Apesar de moderar levemente os ganhos ao longo da tarde, o dólar encerrou o dia em alta firme no mercado doméstico, destoando do sinal predominante de baixa da moeda americana no exterior. Dados de inflação nos EUA em linha com o esperado sugeriram espaço para corte de juros pelo Federal Reserve neste ano e levaram à redução das taxas dos Treasuries.
Além do aumento crescente de prêmios de risco locais associados à taxa de câmbio, diante da percepção de piora do quadro fiscal e de desancoragem das expectativas de inflação, questões técnicas ajudam a explicar o tombo do real hoje.
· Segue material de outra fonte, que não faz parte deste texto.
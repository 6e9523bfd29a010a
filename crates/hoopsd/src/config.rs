//! Relay configuration.
//!
//! Settings are layered: built-in defaults, then an optional TOML file, then
//! `HOOPS_*` environment variables. The daemon binary applies CLI flags last
//! and calls [`RelayConfig::validate`] before binding.
//!
//! ```toml
//! host = "0.0.0.0"
//! port = 5634
//! write_timeout_ms = 2000
//! shutdown_timeout_ms = 5000
//! ```

use std::env;
use std::path::{Path, PathBuf};
use std::time::Duration;

use serde::Deserialize;
use thiserror::Error;

use hoops_protocol::DEFAULT_PORT;

use crate::hub::DEFAULT_DISPATCH_BUFFER;
use crate::registry::DEFAULT_MAX_CONNECTIONS;

/// Environment variable overriding the bind host.
pub const ENV_HOST: &str = "HOOPS_HOST";
/// Environment variable overriding the bind port.
pub const ENV_PORT: &str = "HOOPS_PORT";
/// Environment variable overriding the per-send timeout in milliseconds.
pub const ENV_WRITE_TIMEOUT_MS: &str = "HOOPS_WRITE_TIMEOUT_MS";

/// Relay server configuration.
#[derive(Debug, Clone, PartialEq, Eq, Deserialize)]
#[serde(deny_unknown_fields)]
pub struct RelayConfig {
    /// Host address to bind to
    #[serde(default = "default_host")]
    pub host: String,

    /// Port to listen on
    #[serde(default = "default_port")]
    pub port: u16,

    /// Upper bound for delivering one frame to one connection
    #[serde(default = "default_write_timeout_ms")]
    pub write_timeout_ms: u64,

    /// Upper bound for draining a closing connection
    #[serde(default = "default_shutdown_timeout_ms")]
    pub shutdown_timeout_ms: u64,

    /// Frames queued per connection before sends start waiting
    #[serde(default = "default_outbound_buffer")]
    pub outbound_buffer: usize,

    /// Notifications queued ahead of the hub dispatcher
    #[serde(default = "default_dispatch_buffer")]
    pub dispatch_buffer: usize,

    /// Maximum number of registered connections
    #[serde(default = "default_max_connections")]
    pub max_connections: usize,

    /// Inbound frames larger than this are dropped
    #[serde(default = "default_max_message_size")]
    pub max_message_size: usize,
}

impl RelayConfig {
    /// Loads configuration from `path`, or from the default location if it exists.
    ///
    /// An explicit path must exist; the default path is optional. Environment
    /// overrides are applied on top, but validation is left to the caller so
    /// CLI flags can still be layered.
    pub fn load(path: Option<&Path>) -> Result<Self, ConfigError> {
        let mut config = match path {
            Some(path) => Self::from_file(path)?,
            None => match Self::default_path().filter(|p| p.exists()) {
                Some(path) => Self::from_file(&path)?,
                None => Self::default(),
            },
        };
        config.apply_env()?;
        Ok(config)
    }

    /// Reads a TOML configuration file.
    pub fn from_file(path: &Path) -> Result<Self, ConfigError> {
        let contents = std::fs::read_to_string(path).map_err(|e| ConfigError::Read {
            path: path.to_path_buf(),
            error: e.to_string(),
        })?;
        Self::from_toml_str(&contents)
    }

    /// Parses TOML; missing fields take their defaults.
    pub fn from_toml_str(contents: &str) -> Result<Self, ConfigError> {
        Ok(toml::from_str(contents)?)
    }

    /// Returns `<config dir>/hoops/relay.toml`.
    pub fn default_path() -> Option<PathBuf> {
        dirs::config_dir().map(|dir| dir.join("hoops").join("relay.toml"))
    }

    /// Applies `HOOPS_*` overrides from the process environment.
    pub fn apply_env(&mut self) -> Result<(), ConfigError> {
        self.apply_overrides(|key| env::var(key).ok())
    }

    /// Applies overrides from an arbitrary key lookup.
    pub fn apply_overrides<F>(&mut self, lookup: F) -> Result<(), ConfigError>
    where
        F: Fn(&str) -> Option<String>,
    {
        if let Some(host) = lookup(ENV_HOST) {
            self.host = host;
        }
        if let Some(port) = lookup(ENV_PORT) {
            self.port = parse_env(ENV_PORT, &port)?;
        }
        if let Some(ms) = lookup(ENV_WRITE_TIMEOUT_MS) {
            self.write_timeout_ms = parse_env(ENV_WRITE_TIMEOUT_MS, &ms)?;
        }
        Ok(())
    }

    /// Host and port in the form accepted by `TcpListener::bind`.
    pub fn bind_addr(&self) -> (&str, u16) {
        (self.host.as_str(), self.port)
    }

    pub fn write_timeout(&self) -> Duration {
        Duration::from_millis(self.write_timeout_ms)
    }

    pub fn shutdown_timeout(&self) -> Duration {
        Duration::from_millis(self.shutdown_timeout_ms)
    }

    /// Validate relay configuration
    ///
    /// Port 0 is rejected here; tests that need an ephemeral port build the
    /// config directly and skip validation.
    pub fn validate(&self) -> Result<(), ValidationError> {
        if self.port == 0 {
            return Err(ValidationError::InvalidPort);
        }
        if self.write_timeout_ms == 0 {
            return Err(ValidationError::ZeroValue("write_timeout_ms"));
        }
        if self.shutdown_timeout_ms == 0 {
            return Err(ValidationError::ZeroValue("shutdown_timeout_ms"));
        }
        if self.outbound_buffer == 0 {
            return Err(ValidationError::ZeroValue("outbound_buffer"));
        }
        if self.dispatch_buffer == 0 {
            return Err(ValidationError::ZeroValue("dispatch_buffer"));
        }
        if self.max_connections == 0 {
            return Err(ValidationError::ZeroValue("max_connections"));
        }
        if self.max_message_size == 0 {
            return Err(ValidationError::ZeroValue("max_message_size"));
        }
        Ok(())
    }
}

impl Default for RelayConfig {
    fn default() -> Self {
        Self {
            host: default_host(),
            port: default_port(),
            write_timeout_ms: default_write_timeout_ms(),
            shutdown_timeout_ms: default_shutdown_timeout_ms(),
            outbound_buffer: default_outbound_buffer(),
            dispatch_buffer: default_dispatch_buffer(),
            max_connections: default_max_connections(),
            max_message_size: default_max_message_size(),
        }
    }
}

fn parse_env<T: std::str::FromStr>(var: &'static str, value: &str) -> Result<T, ConfigError> {
    value.trim().parse().map_err(|_| ConfigError::InvalidEnv {
        var,
        value: value.to_string(),
    })
}

fn default_host() -> String {
    "0.0.0.0".to_string()
}

fn default_port() -> u16 {
    DEFAULT_PORT
}

fn default_write_timeout_ms() -> u64 {
    2_000
}

fn default_shutdown_timeout_ms() -> u64 {
    5_000
}

fn default_outbound_buffer() -> usize {
    64
}

fn default_dispatch_buffer() -> usize {
    DEFAULT_DISPATCH_BUFFER
}

fn default_max_connections() -> usize {
    DEFAULT_MAX_CONNECTIONS
}

fn default_max_message_size() -> usize {
    64 * 1024
}

/// Errors that can occur during configuration loading
#[derive(Debug, Error)]
pub enum ConfigError {
    #[error("Failed to read config file {path}: {error}")]
    Read { path: PathBuf, error: String },

    #[error("Failed to parse config: {0}")]
    Parse(#[from] toml::de::Error),

    #[error("Invalid value for {var}: {value:?}")]
    InvalidEnv { var: &'static str, value: String },

    #[error("Validation failed: {0}")]
    Validation(#[from] ValidationError),
}

/// Errors that can occur during configuration validation
#[derive(Debug, Error, PartialEq, Eq)]
pub enum ValidationError {
    #[error("Invalid port number")]
    InvalidPort,

    #[error("{0} must be greater than zero")]
    ZeroValue(&'static str),
}
//! hoops - command line client for the relay
//!
//! # Usage
//!
//! ```text
//! hoops watch                      # print a line for every refresh
//! hoops watch --screen scoreboard  # same, labelled for the relay logs
//! hoops notify                     # tell every screen that players changed
//! hoops notify "player 7 deleted"  # custom message
//! ```
//!
//! The relay URL comes from `--url`, then `HOOPS_URL`, then
//! `ws://127.0.0.1:5634`.

use std::time::Duration;

use anyhow::{Context, Result};
use clap::{Parser, Subcommand};
use tokio::sync::mpsc;
use tokio_util::sync::CancellationToken;
use tracing::info;
use tracing_subscriber::EnvFilter;

use hoops_client::{notify, resolve_url, ClientEvent, RelayClient, RelayClientConfig};
use hoops_core::ScreenId;
use hoops_protocol::DEFAULT_NOTIFY_MESSAGE;

// ============================================================================
// CLI Arguments
// ============================================================================

/// hoops - real-time refresh client for the scoreboard relay
#[derive(Parser, Debug)]
#[command(name = "hoops", version, about)]
struct Cli {
    #[command(subcommand)]
    command: Command,
}

#[derive(Subcommand, Debug)]
enum Command {
    /// Stay connected and print every refresh notification
    Watch {
        /// Relay URL
        #[arg(long)]
        url: Option<String>,

        /// Screen label sent to the relay
        #[arg(long)]
        screen: Option<String>,
    },
    /// Send one notification and wait until the relay echoes it
    Notify {
        /// Relay URL
        #[arg(long)]
        url: Option<String>,

        /// Seconds to wait for the echo
        #[arg(long, default_value_t = 5)]
        timeout: u64,

        /// Message to broadcast
        #[arg(default_value = DEFAULT_NOTIFY_MESSAGE)]
        message: String,
    },
}

fn init_logging() -> Result<()> {
    tracing_subscriber::fmt()
        .with_env_filter(
            EnvFilter::from_default_env().add_directive("hoops_client=warn".parse()?),
        )
        .with_writer(std::io::stderr)
        .init();
    Ok(())
}

#[tokio::main]
async fn main() -> Result<()> {
    let cli = Cli::parse();
    init_logging()?;

    match cli.command {
        Command::Watch { url, screen } => watch(url, screen).await,
        Command::Notify {
            url,
            timeout,
            message,
        } => {
            let url = resolve_url(url);
            let receipt = notify(&url, &message, Duration::from_secs(timeout))
                .await
                .with_context(|| format!("Failed to notify relay at {url}"))?;
            println!("delivered as client {}", receipt.prefix);
            Ok(())
        }
    }
}

async fn watch(url: Option<String>, screen: Option<String>) -> Result<()> {
    let config = RelayClientConfig {
        url: resolve_url(url),
        screen_id: screen.map(ScreenId::new),
        ..Default::default()
    };

    let (event_tx, mut event_rx) = mpsc::unbounded_channel();
    let cancel_token = CancellationToken::new();
    let client = RelayClient::new(config, event_tx, cancel_token.clone());
    let client_task = tokio::spawn(async move { client.run().await });

    loop {
        tokio::select! {
            event = event_rx.recv() => match event {
                Some(ClientEvent::Connected { prefix }) => println!("connected as client {prefix}"),
                Some(ClientEvent::Refresh { payload }) => println!("refresh: {payload}"),
                Some(ClientEvent::Disconnected) => println!("disconnected, retrying"),
                None => break,
            },
            result = tokio::signal::ctrl_c() => {
                result.context("Failed to listen for Ctrl+C")?;
                info!("Interrupted, closing connection");
                cancel_token.cancel();
                break;
            }
        }
    }

    client_task.await.context("Relay client task failed")?;
    Ok(())
}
Operadores citam a disputa pela formação da última taxa ptax de maio, na primeira etapa de negócios, e a rolagem e a cobertura de posições típicas de fim de mês.
Com máxima a R$ 5,2585, o dólar à vista encerrou a sessão desta sexta-feira, 31, em alta de 0,81%, cotado a R$ 5,2508, maior valor de fechamento desde 16 de abril (R$ 5,2688). Em razão dos ganhos de 1,60% nesta semana, a divisa encerra o mês com valorização de 1,13%.
O real apresentou hoje e em maio o pior desempenho entre as divisas emergentes e de países exportadores de commodities relevantes. Termômetro do comportamento do dólar em relação a uma desta de seis divisas fortes, o índice DXY terminou a semana com ligeira queda e acumulou baixa de mais de 1,5% no mês.
O economista-chefe da Nova Futura Investimentos, Nicolas Borsoi, afirma que há uma “certa indigestão disseminada” em relação aos ativos domésticos que prejudicou o real ao longo de maio. Borsoi atribui o mau humor do mercado a um combo formado por números fiscais recentes abaixo do esperado, piora das expectativas de inflação, que deve ser reforçada pelo Boletim Focus na segunda-feira, e ruídos em torno da condução da política monetária.
“Boa parte da pressão no câmbio hoje se deveu à Ptax e à liquidez reduzida. Teve um grande player internacional remetendo recursos, o que deu uma distorcida na taxa”, afirma Borsoi. “Independentemente da questão da Ptax, não tinha espaço para o real melhorar em relação aos pares com essa indigestão com os ativos domésticos”.
No exterior, o indicador mais aguardado na semana, o índice de gastos com consumo (PCE, na sigla em inglês) veio em linha com o esperado em abril (0,3%). Já o núcleo – que exclui itens voláteis como alimentos e energia – subiu 0,2%, abaixo do esperado (0,3%). Ontem, foi divulgado que a segunda leitura do PIB do EUA no primeiro trimestre mostrou alta de 1,3% (taxa anualizada), enquanto a expectativa era de avanço de 1,6%.
Monitoramento do CME Group mostra que as chances de o Fed reduzir os juros em setembro estão pouco acima de 50%. Houve leve avanço das apostas em corte total de 50 pontos-base da taxa básica neste ano, mas uma redução de 25 pontos-base ainda segue sendo a mais provável.
Para o economista-chefe da Monte Bravo, Luciano Costa, a tendência é de uma perda de força global do dólar ao longo de junho, com dados de inflação nos EUA e atividade mais amenos reduzindo a pressão sobre as taxas dos Treasuries.
“Moedas de países emergentes como o Brasil tendem a se beneficiar. Obviamente, as questões domésticas, principalmente as incertezas fiscais, limitam o processo de apreciação do real”, afirma Costa, que vê a taxa de câmbio oscilando na faixa entre R$ 5,10 e R$ 5,15 ao longo de junho. “Tivemos um fechamento de maio com maior pressão sobre o real, mas, do ponto de vista dos fundamentos, faz sentido um câmbio mais apreciado”
Segundo o economista-chefe da Monte Bravo, as sinalizações mais duras do Banco Central, com possibilidade até de interrupção do processo de corte de juros em junho, podem favorecer a moeda brasileira, ao manter um diferencial de juros interno e externo atraente para os investidores. “As taxas de juros estão com bastante prêmio e podem favorecer investimentos em renda fixa”, diz.
Para Borsoi, da Nova Futura Investimentos, a atratividade das operações de carry trade é comprometida neste momento pela “reprecificação” dos ativos domésticos em razão do aumento da percepção de risco em torno da política econômica do governo Lula. “Isso quebra a correção tradicional entre manutenção de juros mais altos e apreciação do câmbio”, diz.